According to COVID Act Now, Bedford County ranks 71 of 95 Tennessee counties with a 27 percent fully vaccinated rate. As of Tuesday’s state numbers, Bedford County averaged 10 new confirmed cases per day.

AVOID FOOD CHAIN DISRUPTIONS

Meatpacking plants got hit hard during the first COVID wave. Over 12,000 Tyson employees throughout the U.S. contracted the virus and the Food and Environment Reporting Network (FERN) reported that 39 Tyson employees died from COVID-19. In April 2020, the Shelbyville plant shut down for several days for “deep cleaning” following an outbreak that affected nearly 80 people. Similar shut downs in the company’s Goodlettsville Plant were also required.

In that same month, the company took out a full page ad in The New York Times, The Washington Post, and The Arkansas Democrat-Gazette in which board chairman John Tyson wrote, “the food supply chain is breaking.”

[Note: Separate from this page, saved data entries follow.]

//! Text renderings of conjugations.

use std::io::{self, Write};

use crate::person::Person;
use crate::tables::Tables;
use crate::tense::{Mode, Tense};

/// Write a Markdown table of `verb` with one column per tense and one row per
/// person.
///
/// Each row shows the form of the first pronoun of its person, and
/// `placeholder` where no form exists.
pub fn write_table<O>(
    out: &mut O,
    tables: &Tables,
    verb: &str,
    tenses: &[Tense],
    mode: Mode,
    placeholder: &str,
) -> io::Result<()>
where
    O: ?Sized + Write,
{
    let conjugations = tenses
        .iter()
        .map(|&tense| tables.conjugate(verb, tense, mode))
        .collect::<Vec<_>>();

    write!(out, "|")?;

    for c in &conjugations {
        write!(out, " {} |", c.tense.title())?;
    }

    writeln!(out)?;
    write!(out, "|")?;

    for _ in &conjugations {
        write!(out, " --- |")?;
    }

    writeln!(out)?;

    for person in Person::ALL {
        write!(out, "|")?;

        for c in &conjugations {
            write!(out, " {} |", c.first(person).unwrap_or(placeholder))?;
        }

        writeln!(out)?;
    }

    Ok(())
}

/// Write every existing form of `verb`, one per line, in classic and then
/// interrogative mode for each tense.
///
/// Returns the number of forms written.
pub fn write_forms<O>(
    out: &mut O,
    tables: &Tables,
    verb: &str,
    tenses: &[Tense],
) -> io::Result<usize>
where
    O: ?Sized + Write,
{
    let mut count = 0;

    for &tense in tenses {
        for mode in Mode::ALL {
            for (_, form) in tables.conjugate(verb, tense, mode).iter() {
                writeln!(out, "{form}")?;
                count += 1;
            }
        }
    }

    Ok(count)
}

/// Write the rule which matched `verb` in each tense.
pub fn write_rules<O>(
    out: &mut O,
    tables: &Tables,
    verb: &str,
    tenses: &[Tense],
) -> io::Result<()>
where
    O: ?Sized + Write,
{
    for &tense in tenses {
        let c = tables.conjugate(verb, tense, Mode::Classic);

        let Some(rule) = c.rule() else {
            writeln!(out, "{}: no rule", tense.title())?;
            continue;
        };

        writeln!(
            out,
            "{}: -{} (stem `{}`)",
            tense.title(),
            rule.suffix,
            rule.stem
        )?;
    }

    Ok(())
}

/// Test if `verb` has no form in any of the given tenses.
///
/// The future registers a zero-length rule which matches any verb, and the
/// conditional is derived from it. So as long as either of them is among
/// `tenses` no verb is unknown.
pub fn is_unknown(tables: &Tables, verb: &str, tenses: &[Tense]) -> bool {
    tenses
        .iter()
        .all(|&tense| tables.conjugate(verb, tense, Mode::Classic).is_empty())
}

#[cfg(test)]
fn render<F>(f: F) -> String
where
    F: FnOnce(&mut Vec<u8>) -> io::Result<()>,
{
    let mut out = Vec::new();
    f(&mut out).unwrap();
    String::from_utf8(out).unwrap()
}

#[test]
fn table() {
    let tables = Tables::new();

    let output = render(|out| {
        write_table(
            out,
            &tables,
            "falloir",
            &[Tense::Present, Tense::Future],
            Mode::Classic,
            "-",
        )
    });

    let expected = "\
| Présent | Futur |
| --- | --- |
| - | - |
| - | - |
| il faut | il faudra |
| - | - |
| - | - |
| - | - |
";

    assert_eq!(output, expected);
}

#[test]
fn interrogative_table() {
    let tables = Tables::new();

    let output = render(|out| {
        write_table(
            out,
            &tables,
            "avoir",
            &[Tense::Present],
            Mode::Interrogative,
            "?",
        )
    });

    let expected = "\
| Présent |
| --- |
| ai-je ? |
| as-tu ? |
| a-t-il ? |
| avons-nous ? |
| avez-vous ? |
| ont-ils ? |
";

    assert_eq!(output, expected);
}

#[test]
fn forms() {
    let tables = Tables::new();
    let mut out = Vec::new();

    let count = write_forms(&mut out, &tables, "falloir", &[Tense::Present]).unwrap();
    assert_eq!(count, 6);

    let output = String::from_utf8(out).unwrap();
    let lines = output.lines().collect::<Vec<_>>();

    assert_eq!(
        lines,
        [
            "il faut",
            "elle faut",
            "on faut",
            "faut-il ?",
            "faut-elle ?",
            "faut-on ?",
        ]
    );

    let mut out = Vec::new();
    let count = write_forms(&mut out, &tables, "xyz", &[Tense::Present]).unwrap();
    assert_eq!(count, 0);
    assert!(out.is_empty());
}

#[test]
fn rules() {
    let tables = Tables::new();

    let output = render(|out| {
        write_rules(out, &tables, "rappeler", &[Tense::Present, Tense::SimplePast])
    });

    assert_eq!(
        output,
        "Présent: -appeler (stem `r`)\nPassé simple: -er (stem `rappel`)\n"
    );
}

#[test]
fn unknown() {
    let tables = Tables::new();
    assert!(is_unknown(&tables, "xyz", &[Tense::Present, Tense::SimplePast]));
    assert!(!is_unknown(&tables, "xyz", &Tense::ALL));
    assert!(!is_unknown(&tables, "xyz", &[Tense::Future]));
    assert!(!is_unknown(&tables, "xyz", &[Tense::Conditional]));
    assert!(is_unknown(
        &tables,
        "xyz",
        &[Tense::Present, Tense::Imperfect, Tense::SimplePast]
    ));
    assert!(!is_unknown(&tables, "manger", &[Tense::Present]));
}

In the ad, Tyson warned that “millions of pounds of meat will disappear from the supply chain” if plants shutdown because of COVID-19 continue.

According to the press release, to support efforts to fully vaccinate all team members, the company will also provide $200 to its frontline team members, subject to ongoing discussions with locations represented by unions.  Locally, the Shelbyville Plant is unionized and leadership from the Retail, Wholesale and Department Store Union (RWDSU) will likely ask for further concessions like paid time off to get the shot and recover from any side effects

This would be an expansion of the company’s existing policy of compensating workers for up to four hours of regular pay if they are vaccinated outside of their normal shift or through an external source.  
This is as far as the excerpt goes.